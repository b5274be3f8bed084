// src/main.rs
// =============================================================================
// This is the entry point of our CLI application.
//
// What happens here:
// 1. Parse command-line arguments using clap
// 2. Load + validate the JSON config (once; the crawler only reads it)
// 3. Run the crawl, racing it against Ctrl-C / SIGTERM
// 4. Whatever happened, write the (possibly partial) HTML report
// 5. Exit with proper code:
//      0   = every checked link is fine
//      1   = broken or failed links found
//      2   = config error or the crawl was aborted
//      130 = interrupted
// =============================================================================

mod checker;
mod cli;
mod config;
mod crawl;
mod error;
mod report;

use anyhow::{Context, Result};
use clap::Parser;
use cli::{Cli, Commands, Overrides};
use config::Config;
use crawl::Crawler;
use report::{Aggregator, LinkOutcome, Report};
use std::path::Path;
use tracing::{error, info, warn};
use tracing_subscriber::EnvFilter;

const EXIT_INTERRUPTED: i32 = 130;

#[tokio::main]
async fn main() {
    let cli = Cli::parse();
    init_logging(cli.verbose);

    let exit_code = match run(cli).await {
        Ok(code) => code,
        Err(e) => {
            // {:#} prints the whole context chain on one line
            eprintln!("Error: {:#}", e);
            2
        }
    };

    std::process::exit(exit_code);
}

// Logs go to stderr so `--json` output on stdout stays machine-readable.
// RUST_LOG overrides the level picked here.
fn init_logging(verbose: bool) {
    let level = if verbose { "debug" } else { "info" };
    let filter = EnvFilter::try_from_default_env()
        .unwrap_or_else(|_| EnvFilter::new(format!("{level},hyper=warn,reqwest=warn,html5ever=warn")));

    tracing_subscriber::fmt()
        .with_env_filter(filter)
        .with_target(false)
        .with_writer(std::io::stderr)
        .init();
}

async fn run(cli: Cli) -> Result<i32> {
    match cli.command {
        Commands::Crawl {
            config,
            start_url,
            max_depth,
            output,
            check_external,
            json,
        } => {
            let overrides = Overrides {
                start_url,
                max_depth,
                output,
                check_external,
            };
            let config = load_config(&config.config, overrides)?;
            handle_crawl(config, json).await
        }
        Commands::Validate { config } => handle_validate(&config.config),
    }
}

// A missing config file is fine when --start-url is given: defaults fill the rest
fn load_config(path: &Path, overrides: Overrides) -> Result<Config> {
    let mut config = match &overrides.start_url {
        Some(start_url) if !path.exists() => Config::new(start_url.clone()),
        _ => Config::load(path)
            .with_context(|| format!("could not load config from {}", path.display()))?,
    };
    overrides.apply(&mut config);
    config.validate()?;
    Ok(config)
}

fn handle_validate(path: &Path) -> Result<i32> {
    let config = load_config(path, Overrides::default())?;
    println!("✅ {} is valid", path.display());
    println!("{}", serde_json::to_string_pretty(&config)?);
    Ok(0)
}

// How the crawl ended
enum CrawlEnd {
    Finished(crate::error::Result<Report>),
    Interrupted(&'static str),
}

async fn handle_crawl(config: Config, json: bool) -> Result<i32> {
    let probe = checker::ReqwestProbe::new(&config).context("could not build HTTP client")?;

    // main keeps its own handle so the report survives an abort or a signal
    let aggregator = Aggregator::new();
    let mut crawler = Crawler::new(config.clone(), probe, aggregator.clone())?;

    let end = tokio::select! {
        result = crawler.run() => CrawlEnd::Finished(result),
        signal = shutdown_signal() => CrawlEnd::Interrupted(signal),
    };

    let report = aggregator.snapshot();
    info!(pages = crawler.pages_visited(), links = report.total(), "Crawled");

    let exit_code = match &end {
        CrawlEnd::Finished(Ok(_)) if report.has_problems() => 1,
        CrawlEnd::Finished(Ok(_)) => 0,
        CrawlEnd::Finished(Err(e)) => {
            error!("Crawl failed: {}", e);
            warn!("Generating partial report...");
            2
        }
        CrawlEnd::Interrupted(signal) => {
            warn!("Scan {}. Generating partial report...", signal);
            EXIT_INTERRUPTED
        }
    };

    save_report(&config.output_file, &report);
    print_results(&report, json)?;

    Ok(exit_code)
}

// Resolves on Ctrl-C, or SIGTERM on unix
async fn shutdown_signal() -> &'static str {
    let ctrl_c = async {
        if tokio::signal::ctrl_c().await.is_err() {
            // No handler could be installed; never resolve
            std::future::pending::<()>().await;
        }
    };

    #[cfg(unix)]
    let terminate = async {
        match tokio::signal::unix::signal(tokio::signal::unix::SignalKind::terminate()) {
            Ok(mut stream) => {
                stream.recv().await;
            }
            Err(_) => std::future::pending::<()>().await,
        }
    };

    #[cfg(not(unix))]
    let terminate = std::future::pending::<()>();

    tokio::select! {
        _ = ctrl_c => "interrupted",
        _ = terminate => "terminated",
    }
}

// A report that can't be written shouldn't hide the results on screen
fn save_report(path: &Path, report: &Report) {
    match report::write_report(path, report) {
        Ok(()) => info!("Report saved to {}", path.display()),
        Err(e) => error!("Failed to save report to {}: {}", path.display(), e),
    }
}

// Prints the results either as a table or JSON
fn print_results(report: &Report, json: bool) -> Result<()> {
    if json {
        println!("{}", serde_json::to_string_pretty(report)?);
    } else {
        print_table(report);
    }
    Ok(())
}

// Prints results as a human-readable table in the terminal
fn print_table(report: &Report) {
    println!("{:<60} {:<15} {:<30}", "URL", "STATUS", "SOURCE");
    println!("{}", "=".repeat(105));

    for outcome in report.iter() {
        println!(
            "{:<60} {:<15} {:<30}",
            truncate(outcome.url(), 57),
            format_status(outcome),
            truncate(outcome.source(), 27)
        );
    }

    println!();
    println!("📊 Crawl Summary:");
    println!("   ✅ OK:     {}", report.ok.len());
    println!("   ❌ Broken: {}", report.broken.len());
    println!("   ⚠️  Failed: {}", report.failed.len());
    println!("   📋 Total:  {}", report.total());
}

fn format_status(outcome: &LinkOutcome) -> String {
    match (outcome, outcome.status()) {
        (LinkOutcome::Broken { .. }, Some(status)) => format!("❌ {}", status),
        (_, Some(status)) => format!("✅ {}", status),
        (_, None) => "⚠️  FAILED".to_string(),
    }
}

// Truncate long text for display, on a char boundary
fn truncate(text: &str, max_chars: usize) -> String {
    if text.chars().count() > max_chars {
        let cut: String = text.chars().take(max_chars).collect();
        format!("{}...", cut)
    } else {
        text.to_string()
    }
}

==*==

Search the entries above for "EnvFilter". Return every line that has it.

use tracing_subscriber::EnvFilter;
    let filter = EnvFilter::try_from_default_env()
        .unwrap_or_else(|_| EnvFilter::new(format!("{level},hyper=warn,reqwest=warn,html5ever=warn")));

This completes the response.